文章目录
2.3组织并行线程
如果使用了合适的网格和块大小来正确地组织线程,那么可以对内核性能产生很大的影响。在向量加法的例子中,为了实现最佳性能我们调整了块的大小,并基于块大小和向量数据大小计算出了网格大小。
现在通过一个矩阵加法的例子来进一步说明这一点。对于矩阵运算,传统的方法是在内核中使用一个包含二维网格与二维块的布局来组织线程。但是,这种传统的方法无法获得最佳性能。在矩阵加法中使用以下布局将有助于了解更多关于网格和块的启发性的用法:
- 由二维线程块构成的二维网格
- 由一维线程块构成的一维网格
- 由一维线程块构成的二维网格
2.3.1使用块和线程建立矩阵索引
通常情况一个矩阵用行优先方法在全局内存中进行线性存储,如下图的例子。
在一个矩阵加法核函数中,一个线程通常被分配一个数据元素来处理,首先要完成的是从块和线程索引中得到数据在全局内存中的位置。
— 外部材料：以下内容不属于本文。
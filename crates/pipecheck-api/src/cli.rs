//! Command-line arguments for the `pipecheck` binary.

use std::path::PathBuf;

use clap::Parser;

use crate::Result;
use crate::config::{ErrorStatusPolicy, ServerConfig};

/// Pipecheck - pipeline graph validation service
#[derive(Parser, Debug, Default)]
#[command(name = "pipecheck")]
#[command(author, version, about = "Validates pipeline graphs over HTTP", long_about = None)]
pub struct Args {
    /// Configuration file path
    #[arg(short, long, env = "PIPECHECK_CONFIG")]
    pub config: Option<PathBuf>,

    /// Address to listen on (overrides the config file)
    #[arg(short, long, env = "PIPECHECK_BIND")]
    pub bind: Option<String>,

    /// Allowed CORS origin; repeat or comma-separate for several, `*` for any
    #[arg(long = "allowed-origin", env = "PIPECHECK_ALLOWED_ORIGINS", value_delimiter = ',')]
    pub allowed_origins: Vec<String>,

    /// Transport status for malformed request bodies
    #[arg(long, env = "PIPECHECK_ERROR_STATUS", value_enum)]
    pub error_status: Option<ErrorStatusPolicy>,

    /// Enable debug logging
    #[arg(short, long)]
    pub verbose: bool,
}

impl Args {
    /// Loads the config file (if any) and applies command-line overrides.
    pub fn resolve_config(&self) -> Result<ServerConfig> {
        let mut config = ServerConfig::load(self.config.as_deref())?;

        if let Some(bind) = &self.bind {
            config.bind = bind.clone();
        }
        if !self.allowed_origins.is_empty() {
            config.cors.allowed_origins = self.allowed_origins.clone();
        }
        if let Some(policy) = self.error_status {
            config.error_status = policy;
        }
        if self.verbose {
            config.log_filter = "debug".to_string();
        }

        config.validate()?;
        Ok(config)
    }
}
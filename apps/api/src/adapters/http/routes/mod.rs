pub mod relay;

use axum::Router;

use crate::adapters::http::app_state::AppState;

pub fn router() -> Router<AppState> {
    Router::new().merge(relay::router())
}
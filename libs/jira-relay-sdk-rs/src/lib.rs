//! Rust client for the Jira dashboard.
//!
//! This SDK is the client half of the dashboard: it signs a user in through
//! the credential relay and then reads their projects directly from Jira.
//!
//! # Features
//!
//! - **Sign-in** - Verify credentials through `POST /jira-authenticate`
//! - **Session** - In-memory record of the verified user and its auth header
//! - **Projects** - List projects and turn them into grid cards
//!
//! # Example
//!
//! ```rust,ignore
//! use jira_relay_sdk::{DashboardClient, DashboardConfig};
//!
//! let client = DashboardClient::new(DashboardConfig {
//!     relay_url: "http://localhost:3001".to_string(),
//!     jira_scheme: None,
//! })?;
//!
//! let session = client
//!     .authenticate("you@example.com", "your-domain.atlassian.net", "api-token")
//!     .await?;
//! for card in client.project_cards(&session).await? {
//!     println!("{} [{}] lead: {}", card.title, card.key, card.lead);
//! }
//! session.logout();
//! ```

#[cfg(feature = "client")]
mod client;
mod error;
mod projects;
mod session;

#[cfg(feature = "client")]
pub use client::{DashboardClient, DashboardConfig};
pub use error::DashboardError;
pub use projects::{
    Project, ProjectCard, ProjectInsight, ProjectLead, ProjectSearchPage, ProjectStatus,
};
pub use session::Session;

// Re-export shared helpers for convenience
pub use jira_relay_types::normalize_domain;
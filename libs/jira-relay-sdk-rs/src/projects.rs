//! Jira project search results and their dashboard view.

use std::collections::HashMap;

use serde::Deserialize;

const NOT_AVAILABLE: &str = "N/A";
const AVATAR_SIZE: &str = "48x48";

/// Project as returned by `/rest/api/3/project/search`.
#[derive(Debug, Clone, Deserialize)]
#[serde(rename_all = "camelCase")]
pub struct Project {
    pub id: String,
    pub key: String,
    pub name: String,
    #[serde(default)]
    pub project_type_key: Option<String>,
    #[serde(default)]
    pub avatar_urls: HashMap<String, String>,
    #[serde(default)]
    pub lead: Option<ProjectLead>,
    #[serde(default)]
    pub description: Option<String>,
    #[serde(default)]
    pub archived: bool,
    #[serde(default)]
    pub updated: Option<String>,
    #[serde(default)]
    pub insight: Option<ProjectInsight>,
}

#[derive(Debug, Clone, Deserialize)]
#[serde(rename_all = "camelCase")]
pub struct ProjectLead {
    #[serde(default)]
    pub display_name: Option<String>,
    #[serde(default)]
    pub email_address: Option<String>,
}

/// Present when the search is expanded with `insight`.
#[derive(Debug, Clone, Deserialize)]
#[serde(rename_all = "camelCase")]
pub struct ProjectInsight {
    #[serde(default)]
    pub total_issue_count: Option<u64>,
    #[serde(default)]
    pub last_issue_update_time: Option<String>,
}

/// One page of project search results. Only the first page is read.
#[derive(Debug, Clone, Default, Deserialize)]
pub struct ProjectSearchPage {
    #[serde(default)]
    pub values: Vec<Project>,
}

#[derive(Debug, Clone, Copy, PartialEq, Eq)]
pub enum ProjectStatus {
    Active,
    Archived,
}

impl ProjectStatus {
    pub fn as_str(&self) -> &'static str {
        match self {
            ProjectStatus::Active => "Active",
            ProjectStatus::Archived => "Archived",
        }
    }
}

/// Render-ready card for the project grid.
#[derive(Debug, Clone, PartialEq, Eq)]
pub struct ProjectCard {
    pub id: String,
    pub title: String,
    pub key: String,
    /// Upper-cased project type, empty when Jira didn't send one
    pub project_type: String,
    pub avatar_url: Option<String>,
    /// "{displayName} ({emailAddress})" with "N/A" for missing parts
    pub lead: String,
    pub status: ProjectStatus,
    pub updated: String,
    pub issue_count: Option<u64>,
}

impl From<&Project> for ProjectCard {
    fn from(project: &Project) -> Self {
        let lead_name = project
            .lead
            .as_ref()
            .and_then(|l| l.display_name.as_deref())
            .filter(|s| !s.is_empty())
            .unwrap_or(NOT_AVAILABLE);
        let lead_email = project
            .lead
            .as_ref()
            .and_then(|l| l.email_address.as_deref())
            .filter(|s| !s.is_empty())
            .unwrap_or(NOT_AVAILABLE);

        let updated = project
            .updated
            .clone()
            .or_else(|| {
                project
                    .insight
                    .as_ref()
                    .and_then(|i| i.last_issue_update_time.clone())
            })
            .unwrap_or_else(|| "n/a".to_string());

        ProjectCard {
            id: project.id.clone(),
            title: project.name.clone(),
            key: project.key.clone(),
            project_type: project
                .project_type_key
                .as_deref()
                .map(str::to_uppercase)
                .unwrap_or_default(),
            avatar_url: project.avatar_urls.get(AVATAR_SIZE).cloned(),
            lead: format!("{lead_name} ({lead_email})"),
            status: if project.archived {
                ProjectStatus::Archived
            } else {
                ProjectStatus::Active
            },
            updated,
            issue_count: project.insight.as_ref().and_then(|i| i.total_issue_count),
        }
    }
}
对一个二维示例来说通常有需要3种索引:
- 线程和块索引;
- 矩阵给定点的坐标;
- 全局线性内存中的偏移量。
对于一个给定的线程,首先可以通过把线程和块索引映射到矩阵坐标上来获取线程块和线程索引的全局内存偏移量,然后将这些矩阵坐标映射到全局内存的存储单元中。
- 可以用以下公式把线程和块索引映射到矩阵坐标上:
ix = threadIdx.x + blockIdx.x * blockDim.x;
iy = threadIdx.y + blockIdx.y * blockDim.y;
- 可以用以下公式把矩阵坐标映射到全局内存中的索引/存储单元上:
idx = iy * nx + ix;
其中,nx = blockDim.x * gridDim.x
下图说明了块和线程索引、矩阵坐标以及线性全局内存索引之间的对应关系
2.3.1使用二维网格和二维块对矩阵求和
使用一个二维网格和二维块来编写一个矩阵加法核函数
#include "../common/common.h"
#include <cuda_runtime.h>
#include <stdio.h>
/*
* This example demonstrates a simple vector sum on the GPU and on the host.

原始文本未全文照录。